Sur les frais de l'instance :

Attendu que la Srl "Sover" qui est responsable de la rupture, et par voie de conséquence du procès, devra supporter les dépens de l'instance ;

Attendu que cependant, son appel étant partiellement justifié, il n'y a pas lieu de faire application de l'article 700 du Code de procédure civile ;

Par ces motifs : LA COUR, statuant par arrêt contradictoire et en dernier ressort, Reçoit les appels en la forme. Au fond, Confirme le jugement déféré en ce qu'il a : déclaré fautive la rupture de la relation contractuelle intervenue les 12 et 14 février 2007 à l'initiative de la société de droit italien "Sover" Srl ; statué sur le sort des dépens de première instance.
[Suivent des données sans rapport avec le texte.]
//! Fixed-window request limiting.
//!
//! Counters are keyed by policy, client and path. The backing store is
//! injected: Redis when `REDIS_URL` is set, otherwise an in-process map that
//! the sweeper evicts on every pass.

use std::collections::HashMap;
use std::sync::{Arc, Mutex, PoisonError};
use std::time::{Duration, Instant};

use async_trait::async_trait;
use axum::{
    extract::{Request, State},
    http::{HeaderMap, HeaderName, HeaderValue},
    middleware::Next,
    response::{IntoResponse, Response},
};
use redis::aio::MultiplexedConnection;
use tracing::{debug, error, warn};

use crate::config::RateLimitConfig;
use crate::error::ApiError;

const LIMIT_HEADER: HeaderName = HeaderName::from_static("x-ratelimit-limit");
const REMAINING_HEADER: HeaderName = HeaderName::from_static("x-ratelimit-remaining");
const RESET_HEADER: HeaderName = HeaderName::from_static("x-ratelimit-reset");

#[derive(Debug, Clone, Copy, PartialEq, Eq)]
pub struct RateLimitPolicy {
    pub name: &'static str,
    pub max_requests: u64,
    pub window: Duration,
}

impl RateLimitPolicy {
    pub fn lookup(config: &RateLimitConfig) -> Self {
        Self {
            name: "lookup",
            max_requests: config.lookup_max,
            window: Duration::from_secs(config.window_seconds),
        }
    }

    pub fn standard(config: &RateLimitConfig) -> Self {
        Self {
            name: "default",
            max_requests: config.default_max,
            window: Duration::from_secs(config.window_seconds),
        }
    }
}

/// Counter state right after a hit.
#[derive(Debug, Clone, Copy, PartialEq, Eq)]
pub struct WindowState {
    pub count: u64,
    pub reset_in: Duration,
}

#[derive(Debug, thiserror::Error)]
pub enum RateLimitError {
    #[error("redis error: {0}")]
    Redis(#[from] redis::RedisError),
}

#[async_trait]
pub trait RateLimitStore: Send + Sync {
    /// Counts one request against `key` and returns the window state.
    async fn hit(&self, key: &str, window: Duration) -> Result<WindowState, RateLimitError>;

    /// Drops windows that have ended. Stores with native key expiry return 0.
    async fn evict_expired(&self) -> usize {
        0
    }
}

/* ---------- IN-MEMORY ---------- */

#[derive(Debug, Clone, Copy)]
struct Window {
    count: u64,
    resets_at: Instant,
}

#[derive(Debug, Default)]
pub struct MemoryRateLimitStore {
    windows: Mutex<HashMap<String, Window>>,
}

impl MemoryRateLimitStore {
    pub fn new() -> Self {
        Self::default()
    }

    pub fn hit_at(&self, key: &str, window: Duration, now: Instant) -> WindowState {
        let mut windows = self.windows.lock().unwrap_or_else(PoisonError::into_inner);
        let entry = windows
            .entry(key.to_string())
            .and_modify(|w| {
                if now >= w.resets_at {
                    *w = Window { count: 0, resets_at: now + window };
                }
            })
            .or_insert(Window { count: 0, resets_at: now + window });
        entry.count += 1;
        WindowState {
            count: entry.count,
            reset_in: entry.resets_at.saturating_duration_since(now),
        }
    }

    pub fn evict_expired_at(&self, now: Instant) -> usize {
        let mut windows = self.windows.lock().unwrap_or_else(PoisonError::into_inner);
        let before = windows.len();
        windows.retain(|_, w| now < w.resets_at);
        before - windows.len()
    }

    pub fn len(&self) -> usize {
        self.windows.lock().unwrap_or_else(PoisonError::into_inner).len()
    }

    pub fn is_empty(&self) -> bool {
        self.len() == 0
    }
}

#[async_trait]
impl RateLimitStore for MemoryRateLimitStore {
    async fn hit(&self, key: &str, window: Duration) -> Result<WindowState, RateLimitError> {
        Ok(self.hit_at(key, window, Instant::now()))
    }

    async fn evict_expired(&self) -> usize {
        self.evict_expired_at(Instant::now())
    }
}

/* ---------- REDIS ---------- */

const HIT_SCRIPT: &str = r#"
local count = redis.call('INCR', KEYS[1])
if count == 1 then
    redis.call('PEXPIRE', KEYS[1], ARGV[1])
end
local ttl = redis.call('PTTL', KEYS[1])
if ttl < 0 then
    redis.call('PEXPIRE', KEYS[1], ARGV[1])
    ttl = tonumber(ARGV[1])
end
return {count, ttl}
"#;

#[derive(Clone)]
pub struct RedisRateLimitStore {
    conn: MultiplexedConnection,
    script: Arc<redis::Script>,
}

impl RedisRateLimitStore {
    pub fn new(conn: MultiplexedConnection) -> Self {
        Self {
            conn,
            script: Arc::new(redis::Script::new(HIT_SCRIPT)),
        }
    }
}

#[async_trait]
impl RateLimitStore for RedisRateLimitStore {
    async fn hit(&self, key: &str, window: Duration) -> Result<WindowState, RateLimitError> {
        let mut conn = self.conn.clone();
        let (count, ttl_ms): (i64, i64) = self
            .script
            .key(key)
            .arg(window.as_millis() as u64)
            .invoke_async(&mut conn)
            .await?;
        Ok(WindowState {
            count: count.max(0) as u64,
            reset_in: Duration::from_millis(ttl_ms.max(0) as u64),
        })
    }
}

/* ---------- LIMITER ---------- */

#[derive(Clone)]
pub struct RateLimiter {
    store: Arc<dyn RateLimitStore>,
    policy: RateLimitPolicy,
}

#[derive(Debug, Clone, Copy, PartialEq, Eq)]
pub struct Decision {
    pub allowed: bool,
    pub limit: u64,
    pub remaining: u64,
    pub reset_secs: u64,
}

impl RateLimiter {
    pub fn new(store: Arc<dyn RateLimitStore>, policy: RateLimitPolicy) -> Self {
        Self { store, policy }
    }

    /// Same store, different policy.
    pub fn with_policy(&self, policy: RateLimitPolicy) -> Self {
        Self {
            store: self.store.clone(),
            policy,
        }
    }

    pub fn store(&self) -> Arc<dyn RateLimitStore> {
        self.store.clone()
    }

    /// `None` when the store failed and the request should be let through.
    pub async fn check(&self, client: &str, path: &str) -> Option<Decision> {
        let key = format!("ratelimit:{}:{}:{}", self.policy.name, client, path);
        let state = match self.store.hit(&key, self.policy.window).await {
            Ok(state) => state,
            Err(e) => {
                error!("Rate limit store failed for {}: {}", key, e);
                return None;
            }
        };

        let decision = Decision {
            allowed: state.count <= self.policy.max_requests,
            limit: self.policy.max_requests,
            remaining: self.policy.max_requests.saturating_sub(state.count),
            reset_secs: state.reset_in.as_millis().div_ceil(1000) as u64,
        };
        if decision.allowed {
            debug!("Rate limit check passed for {}: {}/{}", key, state.count, decision.limit);
        } else {
            warn!("Rate limit exceeded for {}: {}/{}", key, state.count, decision.limit);
        }
        Some(decision)
    }
}

/// First `X-Forwarded-For` entry, then `X-Real-IP`.
pub fn client_key(headers: &HeaderMap) -> String {
    let forwarded = headers
        .get("x-forwarded-for")
        .and_then(|v| v.to_str().ok())
        .and_then(|v| v.split(',').next())
        .map(str::trim)
        .filter(|v| !v.is_empty());
    let real_ip = headers
        .get("x-real-ip")
        .and_then(|v| v.to_str().ok())
        .map(str::trim)
        .filter(|v| !v.is_empty());
    forwarded.or(real_ip).unwrap_or("unknown").to_string()
}

fn set_headers(headers: &mut HeaderMap, decision: &Decision) {
    headers.insert(LIMIT_HEADER, HeaderValue::from(decision.limit));
    headers.insert(REMAINING_HEADER, HeaderValue::from(decision.remaining));
    headers.insert(RESET_HEADER, HeaderValue::from(decision.reset_secs));
}

/// Use with `axum::middleware::from_fn_with_state`.
pub async fn enforce(State(limiter): State<RateLimiter>, request: Request, next: Next) -> Response {
    let client = client_key(request.headers());
    let path = request.uri().path().to_string();

    let Some(decision) = limiter.check(&client, &path).await else {
        return next.run(request).await;
    };

    let mut response = if decision.allowed {
        next.run(request).await
    } else {
        ApiError::rate_limited(decision.reset_secs).into_response()
    };
    set_headers(response.headers_mut(), &decision);
    response
}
Mais le réformant pour le surplus de ses dispositions, Fixe à 57 696,50 euros la créance de la société de droit italien "Sover" Srl au passif de la SARL "Lunetterie Parisienne". Fixe à 103 043 euros le préjudice économique subi par la SARL "Lunetterie Parisienne" à la suite de la rupture du contrat de distribution l'ayant liée à la société de droit italien "Sover" Srl. Et ordonnant la compensation des créances réciproques, Déclare éteinte la créance de la société de droit italien "Sover" Srl. Condamne la société de droit italien "Sover" Srl à payer à la SARL "Lunetterie Parisienne" une créance indemnitaire résiduelle de 45 346,50 euros. Et déboutant les parties du surplus de leurs demandes, Dit que la société de droit italien "Sover" Srl supportera les dépens d'appel. Dit n'y avoir lieu à application des dispositions de l'article 700 du Code de procédure civile au profit de quiconque. Dit que la SCP d'avocats "Curat & Jarricot" pourra recouvrer directement contre la partie ci-dessus condamnée, ceux des dépens dont elle aura fait l'avance sans en recevoir provision, conformément aux dispositions de l'article 699 du Code de procédure civile.